"""

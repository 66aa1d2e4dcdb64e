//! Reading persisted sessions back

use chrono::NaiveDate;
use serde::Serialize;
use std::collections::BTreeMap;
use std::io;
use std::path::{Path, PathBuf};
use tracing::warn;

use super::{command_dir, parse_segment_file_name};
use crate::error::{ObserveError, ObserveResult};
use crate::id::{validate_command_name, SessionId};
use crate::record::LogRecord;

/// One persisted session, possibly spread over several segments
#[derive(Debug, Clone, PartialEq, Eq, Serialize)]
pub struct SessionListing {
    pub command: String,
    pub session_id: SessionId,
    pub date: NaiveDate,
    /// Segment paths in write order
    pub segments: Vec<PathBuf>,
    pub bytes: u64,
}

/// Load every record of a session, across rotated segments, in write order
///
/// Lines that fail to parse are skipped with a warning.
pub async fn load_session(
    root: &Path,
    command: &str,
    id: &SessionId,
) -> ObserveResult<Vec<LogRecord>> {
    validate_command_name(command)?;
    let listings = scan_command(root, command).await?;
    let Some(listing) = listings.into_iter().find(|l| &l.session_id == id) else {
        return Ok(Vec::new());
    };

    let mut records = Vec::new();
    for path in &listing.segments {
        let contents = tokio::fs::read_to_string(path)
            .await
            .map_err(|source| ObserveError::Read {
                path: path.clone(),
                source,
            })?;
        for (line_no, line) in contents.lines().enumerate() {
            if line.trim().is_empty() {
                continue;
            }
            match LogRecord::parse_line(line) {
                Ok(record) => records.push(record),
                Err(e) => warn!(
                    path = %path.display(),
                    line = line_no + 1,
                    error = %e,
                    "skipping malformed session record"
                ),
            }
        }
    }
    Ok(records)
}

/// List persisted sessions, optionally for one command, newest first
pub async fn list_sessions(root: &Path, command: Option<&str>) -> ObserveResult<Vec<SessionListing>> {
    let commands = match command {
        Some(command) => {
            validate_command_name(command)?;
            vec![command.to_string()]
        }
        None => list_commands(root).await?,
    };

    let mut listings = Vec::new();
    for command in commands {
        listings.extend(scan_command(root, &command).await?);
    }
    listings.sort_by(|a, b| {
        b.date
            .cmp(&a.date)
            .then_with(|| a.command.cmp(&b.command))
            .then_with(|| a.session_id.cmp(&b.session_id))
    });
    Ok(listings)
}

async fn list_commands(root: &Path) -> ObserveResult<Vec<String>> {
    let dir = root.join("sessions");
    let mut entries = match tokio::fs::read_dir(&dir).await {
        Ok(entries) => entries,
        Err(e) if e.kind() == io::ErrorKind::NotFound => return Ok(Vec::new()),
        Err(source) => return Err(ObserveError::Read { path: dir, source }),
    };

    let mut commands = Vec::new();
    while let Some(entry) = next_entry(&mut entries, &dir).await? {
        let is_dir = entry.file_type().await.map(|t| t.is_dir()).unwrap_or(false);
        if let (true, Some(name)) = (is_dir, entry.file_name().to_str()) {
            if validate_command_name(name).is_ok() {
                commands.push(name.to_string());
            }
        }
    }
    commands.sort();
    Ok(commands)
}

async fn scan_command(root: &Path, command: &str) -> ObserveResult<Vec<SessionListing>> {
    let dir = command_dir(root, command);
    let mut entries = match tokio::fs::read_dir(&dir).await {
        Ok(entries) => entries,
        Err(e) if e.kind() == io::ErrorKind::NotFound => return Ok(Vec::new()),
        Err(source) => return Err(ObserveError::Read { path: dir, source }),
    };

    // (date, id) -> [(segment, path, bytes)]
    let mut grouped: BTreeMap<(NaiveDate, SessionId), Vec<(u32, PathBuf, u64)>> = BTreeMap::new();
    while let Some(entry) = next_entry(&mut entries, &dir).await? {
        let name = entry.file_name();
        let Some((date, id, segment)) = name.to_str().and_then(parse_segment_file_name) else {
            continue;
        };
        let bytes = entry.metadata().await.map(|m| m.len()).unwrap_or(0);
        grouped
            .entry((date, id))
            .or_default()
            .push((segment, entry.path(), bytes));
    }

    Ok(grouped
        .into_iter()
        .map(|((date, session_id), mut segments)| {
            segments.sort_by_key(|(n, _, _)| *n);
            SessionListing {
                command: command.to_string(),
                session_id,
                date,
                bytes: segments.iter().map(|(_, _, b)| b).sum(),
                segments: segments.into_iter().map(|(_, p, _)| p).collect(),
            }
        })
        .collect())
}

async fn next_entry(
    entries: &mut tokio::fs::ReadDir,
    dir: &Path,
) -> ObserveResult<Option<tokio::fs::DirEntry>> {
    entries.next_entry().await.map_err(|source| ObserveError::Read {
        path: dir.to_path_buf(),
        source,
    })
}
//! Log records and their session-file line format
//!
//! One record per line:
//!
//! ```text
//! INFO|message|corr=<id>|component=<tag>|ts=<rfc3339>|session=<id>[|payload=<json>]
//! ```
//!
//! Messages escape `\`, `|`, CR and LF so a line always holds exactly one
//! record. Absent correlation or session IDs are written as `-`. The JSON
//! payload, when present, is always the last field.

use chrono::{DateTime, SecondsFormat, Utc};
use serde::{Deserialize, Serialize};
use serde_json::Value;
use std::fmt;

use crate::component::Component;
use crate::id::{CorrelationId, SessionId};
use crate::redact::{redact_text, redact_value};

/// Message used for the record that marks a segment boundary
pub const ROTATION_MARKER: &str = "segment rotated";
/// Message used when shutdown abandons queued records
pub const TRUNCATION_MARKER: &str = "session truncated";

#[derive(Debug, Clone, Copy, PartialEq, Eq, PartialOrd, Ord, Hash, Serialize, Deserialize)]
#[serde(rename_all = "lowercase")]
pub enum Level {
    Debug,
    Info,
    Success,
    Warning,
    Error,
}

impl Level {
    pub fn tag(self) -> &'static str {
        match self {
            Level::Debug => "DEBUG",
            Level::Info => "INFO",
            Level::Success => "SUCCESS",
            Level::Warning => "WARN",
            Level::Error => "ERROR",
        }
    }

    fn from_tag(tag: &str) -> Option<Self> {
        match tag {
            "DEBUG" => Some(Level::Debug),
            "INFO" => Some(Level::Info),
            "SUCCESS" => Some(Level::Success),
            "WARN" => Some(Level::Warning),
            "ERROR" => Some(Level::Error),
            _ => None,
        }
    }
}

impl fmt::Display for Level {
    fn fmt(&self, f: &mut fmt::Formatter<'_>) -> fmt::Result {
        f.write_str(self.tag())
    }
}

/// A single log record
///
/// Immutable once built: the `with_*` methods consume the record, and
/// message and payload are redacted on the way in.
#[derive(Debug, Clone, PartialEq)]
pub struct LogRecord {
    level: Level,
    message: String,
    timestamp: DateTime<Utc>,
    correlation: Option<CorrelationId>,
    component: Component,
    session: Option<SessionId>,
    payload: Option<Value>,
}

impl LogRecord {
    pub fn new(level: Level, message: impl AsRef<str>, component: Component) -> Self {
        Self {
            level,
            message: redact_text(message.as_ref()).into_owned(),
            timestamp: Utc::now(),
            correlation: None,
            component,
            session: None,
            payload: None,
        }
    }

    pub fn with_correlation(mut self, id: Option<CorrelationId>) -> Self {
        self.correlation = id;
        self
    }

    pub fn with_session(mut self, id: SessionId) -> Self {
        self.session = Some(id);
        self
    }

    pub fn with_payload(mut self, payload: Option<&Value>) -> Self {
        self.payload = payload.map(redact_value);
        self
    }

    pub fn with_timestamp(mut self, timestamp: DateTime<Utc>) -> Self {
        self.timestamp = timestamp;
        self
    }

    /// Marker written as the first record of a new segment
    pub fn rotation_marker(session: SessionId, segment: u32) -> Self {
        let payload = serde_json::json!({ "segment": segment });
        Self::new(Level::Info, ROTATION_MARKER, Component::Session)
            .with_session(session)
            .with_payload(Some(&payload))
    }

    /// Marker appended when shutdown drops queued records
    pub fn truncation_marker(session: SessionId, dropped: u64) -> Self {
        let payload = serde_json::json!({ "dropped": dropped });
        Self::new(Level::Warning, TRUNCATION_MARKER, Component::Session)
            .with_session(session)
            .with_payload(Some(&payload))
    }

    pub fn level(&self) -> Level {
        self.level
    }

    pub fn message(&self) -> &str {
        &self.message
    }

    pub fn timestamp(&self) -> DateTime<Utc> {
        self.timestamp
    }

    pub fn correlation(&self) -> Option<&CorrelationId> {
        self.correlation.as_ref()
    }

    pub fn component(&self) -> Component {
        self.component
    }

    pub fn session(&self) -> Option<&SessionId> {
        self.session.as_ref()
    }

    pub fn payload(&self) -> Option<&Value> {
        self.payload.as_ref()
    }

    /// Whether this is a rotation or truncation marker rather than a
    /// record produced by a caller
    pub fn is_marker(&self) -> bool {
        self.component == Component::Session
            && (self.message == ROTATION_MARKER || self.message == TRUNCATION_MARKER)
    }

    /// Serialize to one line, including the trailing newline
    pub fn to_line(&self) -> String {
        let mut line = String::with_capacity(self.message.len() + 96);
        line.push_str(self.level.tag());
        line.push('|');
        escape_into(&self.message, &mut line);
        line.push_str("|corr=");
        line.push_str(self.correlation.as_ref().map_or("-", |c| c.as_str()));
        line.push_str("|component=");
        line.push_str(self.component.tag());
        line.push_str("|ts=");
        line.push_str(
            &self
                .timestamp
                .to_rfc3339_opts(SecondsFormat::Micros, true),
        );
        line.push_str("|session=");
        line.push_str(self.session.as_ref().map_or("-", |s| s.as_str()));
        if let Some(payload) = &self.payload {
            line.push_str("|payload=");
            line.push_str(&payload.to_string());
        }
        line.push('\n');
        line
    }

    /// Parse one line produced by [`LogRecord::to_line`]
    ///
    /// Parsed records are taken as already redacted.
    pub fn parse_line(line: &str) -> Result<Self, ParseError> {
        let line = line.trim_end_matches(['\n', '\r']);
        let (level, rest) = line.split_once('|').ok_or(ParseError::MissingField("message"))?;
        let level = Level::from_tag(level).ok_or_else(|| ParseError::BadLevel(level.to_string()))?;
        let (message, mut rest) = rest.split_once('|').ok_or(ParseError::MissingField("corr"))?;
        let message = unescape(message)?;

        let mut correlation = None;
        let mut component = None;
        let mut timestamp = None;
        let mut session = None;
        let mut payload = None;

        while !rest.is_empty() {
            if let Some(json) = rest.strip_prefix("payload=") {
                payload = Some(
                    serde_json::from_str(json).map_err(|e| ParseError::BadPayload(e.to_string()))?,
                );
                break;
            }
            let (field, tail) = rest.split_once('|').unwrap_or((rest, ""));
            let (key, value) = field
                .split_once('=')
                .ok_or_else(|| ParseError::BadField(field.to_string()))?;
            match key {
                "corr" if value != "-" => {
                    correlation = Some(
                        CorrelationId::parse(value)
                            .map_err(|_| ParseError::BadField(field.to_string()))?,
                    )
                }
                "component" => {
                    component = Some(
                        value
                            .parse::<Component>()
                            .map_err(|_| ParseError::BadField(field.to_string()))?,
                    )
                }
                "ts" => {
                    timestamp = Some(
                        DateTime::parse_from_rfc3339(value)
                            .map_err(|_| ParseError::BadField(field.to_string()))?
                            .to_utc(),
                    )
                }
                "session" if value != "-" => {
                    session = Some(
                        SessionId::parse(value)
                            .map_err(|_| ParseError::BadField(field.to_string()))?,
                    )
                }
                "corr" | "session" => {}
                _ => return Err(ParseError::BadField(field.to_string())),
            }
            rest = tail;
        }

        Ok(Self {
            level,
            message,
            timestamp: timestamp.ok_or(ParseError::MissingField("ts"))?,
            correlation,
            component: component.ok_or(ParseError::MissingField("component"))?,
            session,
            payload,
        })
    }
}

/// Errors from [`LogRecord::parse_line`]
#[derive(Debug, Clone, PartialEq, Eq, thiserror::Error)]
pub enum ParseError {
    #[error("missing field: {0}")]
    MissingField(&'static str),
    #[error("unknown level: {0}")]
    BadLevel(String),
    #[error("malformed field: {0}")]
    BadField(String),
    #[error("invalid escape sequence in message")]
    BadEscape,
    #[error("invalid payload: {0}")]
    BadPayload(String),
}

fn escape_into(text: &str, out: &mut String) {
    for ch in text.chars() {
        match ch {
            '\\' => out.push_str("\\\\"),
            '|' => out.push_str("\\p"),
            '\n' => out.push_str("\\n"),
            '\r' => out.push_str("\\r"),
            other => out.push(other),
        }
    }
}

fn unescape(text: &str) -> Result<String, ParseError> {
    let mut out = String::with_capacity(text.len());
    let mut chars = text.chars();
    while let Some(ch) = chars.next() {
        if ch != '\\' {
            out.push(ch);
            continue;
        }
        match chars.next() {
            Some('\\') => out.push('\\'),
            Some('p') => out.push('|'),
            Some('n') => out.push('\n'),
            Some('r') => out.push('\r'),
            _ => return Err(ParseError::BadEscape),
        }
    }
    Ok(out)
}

"""

WHAT IS NEEDED:
Give the number of lines that contain "BadField" in the material above, with no other text.

EXERCISE RESULT:
7